■ **WORK INSTRUCTIONS**
Pull every line from the records that has the word "Option" in it.

(Items listed in a dataset)
• • • • •
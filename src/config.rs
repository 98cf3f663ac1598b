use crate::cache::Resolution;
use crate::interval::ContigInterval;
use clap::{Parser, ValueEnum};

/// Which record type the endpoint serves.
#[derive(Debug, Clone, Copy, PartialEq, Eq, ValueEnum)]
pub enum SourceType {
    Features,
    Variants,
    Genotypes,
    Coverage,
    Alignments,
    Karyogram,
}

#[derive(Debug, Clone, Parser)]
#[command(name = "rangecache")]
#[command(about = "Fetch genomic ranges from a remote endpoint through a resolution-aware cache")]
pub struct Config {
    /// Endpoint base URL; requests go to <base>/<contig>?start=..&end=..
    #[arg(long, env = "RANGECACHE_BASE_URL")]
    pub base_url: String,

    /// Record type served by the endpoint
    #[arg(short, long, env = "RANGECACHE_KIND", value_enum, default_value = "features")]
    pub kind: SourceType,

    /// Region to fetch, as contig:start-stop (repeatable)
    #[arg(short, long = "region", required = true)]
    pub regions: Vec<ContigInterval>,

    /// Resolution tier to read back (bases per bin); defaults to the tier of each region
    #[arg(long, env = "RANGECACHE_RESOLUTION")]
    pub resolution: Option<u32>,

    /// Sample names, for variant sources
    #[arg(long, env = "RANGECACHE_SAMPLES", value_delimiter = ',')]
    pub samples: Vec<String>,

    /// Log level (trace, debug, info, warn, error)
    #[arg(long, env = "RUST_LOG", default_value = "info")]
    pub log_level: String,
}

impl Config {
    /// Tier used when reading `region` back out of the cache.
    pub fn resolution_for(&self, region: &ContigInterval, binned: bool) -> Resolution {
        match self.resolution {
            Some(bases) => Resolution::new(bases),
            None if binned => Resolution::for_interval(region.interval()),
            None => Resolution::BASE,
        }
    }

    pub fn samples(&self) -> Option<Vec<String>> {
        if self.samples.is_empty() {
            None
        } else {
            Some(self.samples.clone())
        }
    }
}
• • • • •
■ **ANSWER TO THE PROBLEM**
    pub resolution: Option<u32>,
    pub fn samples(&self) -> Option<Vec<String>> {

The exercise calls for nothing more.